WHAT TO PRODUCE: Say how many lines in the data below contain the word "label", and give no other text.

[Stored data entries]
use super::{Section, SectionPage};
use crate::Session;

pub struct PortfolioPage<'a> {
    session: &'a Session,
}

impl<'a> PortfolioPage<'a> {
    pub fn new(session: &'a Session) -> Self {
        Self { session }
    }
}

impl SectionPage for PortfolioPage<'_> {
    const SECTION: Section = Section::Portfolio;

    fn session(&self) -> &Session {
        self.session
    }
}
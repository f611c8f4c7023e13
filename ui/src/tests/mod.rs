mod components;
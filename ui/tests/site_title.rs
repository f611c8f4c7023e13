//! The document title follows the visitor's language.
//!
//! Kept in its own test binary: it switches the shared loader to Spanish.

use std::cell::RefCell;
use std::rc::Rc;

use dioxus::document::{Document, Eval, NoOpDocument};
use dioxus::prelude::*;
use ui::components::SiteTitle;
use ui::core::storage::{MemoryStore, Preferences, LANGUAGE_KEY};
use ui::i18n::{self, Language, LocaleContext};

/// Document that records every title it is given.
struct TitleLog(Rc<RefCell<Vec<String>>>);

impl Document for TitleLog {
    fn eval(&self, js: String) -> Eval {
        NoOpDocument.eval(js)
    }

    fn set_title(&self, title: String) {
        self.0.borrow_mut().push(title);
    }
}

#[derive(Clone, Default)]
struct Harness {
    titles: Rc<RefCell<Vec<String>>>,
    locale: Rc<RefCell<Option<LocaleContext>>>,
}

fn app(harness: Harness) -> Element {
    let titles = harness.titles.clone();
    use_context_provider(move || Rc::new(TitleLog(titles)) as Rc<dyn Document>);
    let locale = use_context_provider(|| {
        let store = MemoryStore::new().with_entry(LANGUAGE_KEY, "en");
        LocaleContext::new(Preferences::new(store), Language::En)
    });
    use_hook(|| *harness.locale.borrow_mut() = Some(locale));

    rsx! { SiteTitle {} }
}

#[test]
fn title_follows_language_switch() {
    let harness = Harness::default();
    let mut dom = VirtualDom::new_with_props(app, harness.clone());
    dom.rebuild_in_place();

    let english = i18n::text("site-title");
    assert_eq!(*harness.titles.borrow(), vec![english.clone()]);

    let mut locale = harness.locale.borrow().clone().expect("locale provided");
    dom.in_runtime(|| locale.set(Language::Es));
    dom.render_immediate_to_vec();

    let spanish = i18n::text("site-title");
    assert_ne!(english, spanish);
    assert_eq!(*harness.titles.borrow(), vec![english, spanish]);
}
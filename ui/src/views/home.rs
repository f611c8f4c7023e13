use dioxus::logger::tracing::debug;
use dioxus::prelude::*;

use crate::components::nav::{simple_link, NavTarget};
use crate::content::ServiceCard;
use crate::core::theme::use_theme;
use crate::i18n::use_locale;
use crate::t;
use crate::Hero;

const DEFAULT_CARD_ICON: &str = "fa-bolt";

fn card_icon(card: &ServiceCard) -> &str {
    card.icon.as_deref().unwrap_or(DEFAULT_CARD_ICON)
}

#[component]
pub fn Home() -> Element {
    let palette = use_theme().palette();
    let locale = use_locale();
    let lang = locale.current();
    // Re-parsed only when the language changes.
    let cards = use_memo(move || locale.list::<ServiceCard>("home.cards"));

    debug!("Home render (lang={lang})");

    rsx! {
        main { id: "home", class: "page page-home", style: "{palette.surface_style()}",
            Hero {
                video: "/videos/corporate-bg.mp4",
                title: t!("home-title"),
                subtitle: t!("home-subtitle"),
                overlay: format!("linear-gradient(to bottom, rgba(0,0,0,0.7), {}80, transparent)", palette.card_bg),
                title_color: palette.heading,
            }

            section { class: "page-home__services",
                div { class: "card-grid card-grid--three",
                    for card in cards.read().iter() {
                        div {
                            key: "{card.title}",
                            class: "service-card",
                            style: "{palette.surface_style()} border-color: {palette.border};",
                            i { class: "fa-solid {card_icon(card)} service-card__icon", style: "color: {palette.button};" }
                            h3 { class: "service-card__title", style: "color: {palette.heading};", "{card.title}" }
                            p { class: "service-card__text", "{card.text}" }
                        }
                    }
                }
            }

            section { class: "cta",
                video {
                    class: "hero__video",
                    autoplay: true,
                    r#loop: true,
                    muted: true,
                    playsinline: true,
                    preload: "metadata",
                    source { src: "/videos/cta-bg.mp4", r#type: "video/mp4" }
                }
                div {
                    class: "hero__overlay",
                    style: "background: linear-gradient(to top, {palette.card_bg}cc, rgba(0,0,0,0.4), transparent);",
                }
                div { class: "cta__content",
                    p { class: "cta__tagline", style: "color: {palette.button};", {t!("home-section-tagline")} }
                    h2 { class: "cta__title", style: "color: {palette.heading};", {t!("home-section-title")} }
                    p { class: "cta__text", {t!("home-section-description")} }
                    {simple_link(
                        NavTarget::Contact,
                        t!("home-section-button"),
                        "button button--primary button--pill",
                        format!("background-color: {}; color: {};", palette.button, palette.text),
                    )}
                }
            }
        }
    }
}
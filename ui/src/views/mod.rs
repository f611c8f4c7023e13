mod about;
mod contact;
mod home;
mod portfolio;
mod privacy_policy;
mod projects;
mod services;

pub use about::About;
pub use contact::Contact;
pub use home::Home;
pub use portfolio::Portfolio;
pub use privacy_policy::PrivacyPolicy;
pub use projects::Projects;
pub use services::Services;
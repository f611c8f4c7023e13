use dioxus::prelude::*;

use crate::content::TeamMember;
use crate::i18n::use_locale;
use crate::t;
use crate::Hero;

#[component]
pub fn About() -> Element {
    let locale = use_locale();
    let team: Vec<TeamMember> = locale.list("about.team.members");

    rsx! {
        main { id: "about", class: "page page-about",
            Hero {
                video: "/videos/about-bg.mp4",
                title: t!("about-title"),
                subtitle: t!("about-story-subtitle"),
            }

            section { class: "page-about__story",
                div { class: "split",
                    div {
                        h2 { {t!("about-story-title")} }
                        p { class: "muted", {t!("about-story-description")} }
                        p { class: "muted", {t!("about-story-subtitle")} }
                    }
                    div {
                        img { src: "/images/about/company.jpg", alt: t!("about-company-alt"), class: "rounded-image" }
                    }
                }
            }

            section { class: "page-about__team",
                h2 { {t!("about-team-title")} }
                div { class: "card-grid card-grid--three",
                    for member in team {
                        FlipCard { key: "{member.name}", member }
                    }
                }
            }
        }
    }
}

/// Team card: photo and role on the front, bio on the back. Click flips it.
#[component]
fn FlipCard(member: TeamMember) -> Element {
    let mut flipped = use_signal(|| false);
    let question = t!("about-team-who-is", name = member.name.clone());

    rsx! {
        div { class: "flip-card", onclick: move |_| flipped.toggle(),
            div { class: if flipped() { "flip-card__inner flip-card__inner--flipped" } else { "flip-card__inner" },
                div { class: "flip-card__face",
                    img { src: "{member.photo}", alt: "{member.name}", class: "flip-card__photo" }
                    h6 { class: "flip-card__name", "{member.name}" }
                    p { class: "muted", "{member.job}" }
                }
                div { class: "flip-card__face flip-card__face--back",
                    h6 { class: "flip-card__name", "{question}" }
                    p { class: "muted", "{member.description}" }
                }
            }
        }
    }
}
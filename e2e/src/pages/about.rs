use super::{Section, SectionPage};
use crate::Session;

pub struct AboutPage<'a> {
    session: &'a Session,
}

impl<'a> AboutPage<'a> {
    pub fn new(session: &'a Session) -> Self {
        Self { session }
    }
}

impl SectionPage for AboutPage<'_> {
    const SECTION: Section = Section::About;

    fn session(&self) -> &Session {
        self.session
    }
}
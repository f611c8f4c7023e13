use dioxus::prelude::*;
use once_cell::sync::OnceCell;

use crate::t;

/// Destinations reachable from the site chrome. Paths mirror the platform route table.
#[derive(Debug, Clone, Copy, PartialEq, Eq)]
pub enum NavTarget {
    Home,
    Services,
    Portfolio,
    Projects,
    About,
    Contact,
    PrivacyPolicy,
}

impl NavTarget {
    /// Primary menu, in display order.
    pub const MENU: [NavTarget; 6] = [
        NavTarget::Home,
        NavTarget::Services,
        NavTarget::Portfolio,
        NavTarget::Projects,
        NavTarget::About,
        NavTarget::Contact,
    ];

    pub fn path(self) -> &'static str {
        match self {
            NavTarget::Home => "/",
            NavTarget::Services => "/services",
            NavTarget::Portfolio => "/portfolio",
            NavTarget::Projects => "/projects",
            NavTarget::About => "/about",
            NavTarget::Contact => "/contact",
            NavTarget::PrivacyPolicy => "/privacy-policy",
        }
    }

    pub fn label(self) -> String {
        match self {
            NavTarget::Home => t!("nav-home"),
            NavTarget::Services => t!("nav-services"),
            NavTarget::Portfolio => t!("nav-portfolio"),
            NavTarget::Projects => t!("nav-projects"),
            NavTarget::About => t!("nav-about"),
            NavTarget::Contact => t!("nav-contact"),
            NavTarget::PrivacyPolicy => t!("nav-privacy"),
        }
    }
}

/// Everything a platform needs to render one router-aware link.
#[derive(Clone, PartialEq)]
pub struct NavLink {
    pub target: NavTarget,
    pub label: String,
    pub class: &'static str,
    pub style: String,
    pub onclick: Option<EventHandler<MouseEvent>>,
}

/// Platforms register a `NavBuilder` so `ui` can emit router `Link`s without
/// knowing the platform's `Route` enum.
///
/// Example (in the platform crate):
/// ```ignore
/// fn route_link(link: NavLink) -> Element {
///     let to = match link.target { NavTarget::Home => Route::Home {}, /* ... */ };
///     rsx!( Link { class: link.class, to, "{link.label}" } )
/// }
/// register_nav(NavBuilder { link: route_link });
/// ```
///
/// Without a registered builder, links render as plain anchors (full page loads).
pub struct NavBuilder {
    pub link: fn(NavLink) -> Element,
}

static NAV_BUILDER: OnceCell<NavBuilder> = OnceCell::new();

pub fn register_nav(builder: NavBuilder) {
    let _ = NAV_BUILDER.set(builder);
}

pub fn nav_link(link: NavLink) -> Element {
    if let Some(builder) = NAV_BUILDER.get() {
        return (builder.link)(link);
    }
    let NavLink {
        target,
        label,
        class,
        style,
        onclick,
    } = link;
    rsx! {
        a {
            class,
            style,
            href: target.path(),
            onclick: move |evt| {
                if let Some(handler) = onclick {
                    handler.call(evt);
                }
            },
            "{label}"
        }
    }
}

/// Shorthand for a link with no click handler.
pub fn simple_link(target: NavTarget, label: String, class: &'static str, style: String) -> Element {
    nav_link(NavLink {
        target,
        label,
        class,
        style,
        onclick: None,
    })
}

#[cfg(test)]
mod tests {
    use super::*;

    #[test]
    fn menu_paths_are_unique_and_rooted() {
        let mut paths: Vec<_> = NavTarget::MENU.iter().map(|t| t.path()).collect();
        assert!(paths.iter().all(|p| p.starts_with('/')));
        paths.sort();
        paths.dedup();
        assert_eq!(paths.len(), NavTarget::MENU.len());
    }

    #[test]
    fn section_links_carry_their_name_in_href() {
        for (target, name) in [
            (NavTarget::Services, "services"),
            (NavTarget::Portfolio, "portfolio"),
            (NavTarget::About, "about"),
            (NavTarget::Contact, "contact"),
        ] {
            assert!(target.path().contains(name));
        }
        // Only the portfolio link may match a `portfolio` href selector.
        let matches = NavTarget::MENU
            .iter()
            .filter(|t| t.path().contains("portfolio"))
            .count();
        assert_eq!(matches, 1);
    }
}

SOLUTION: 7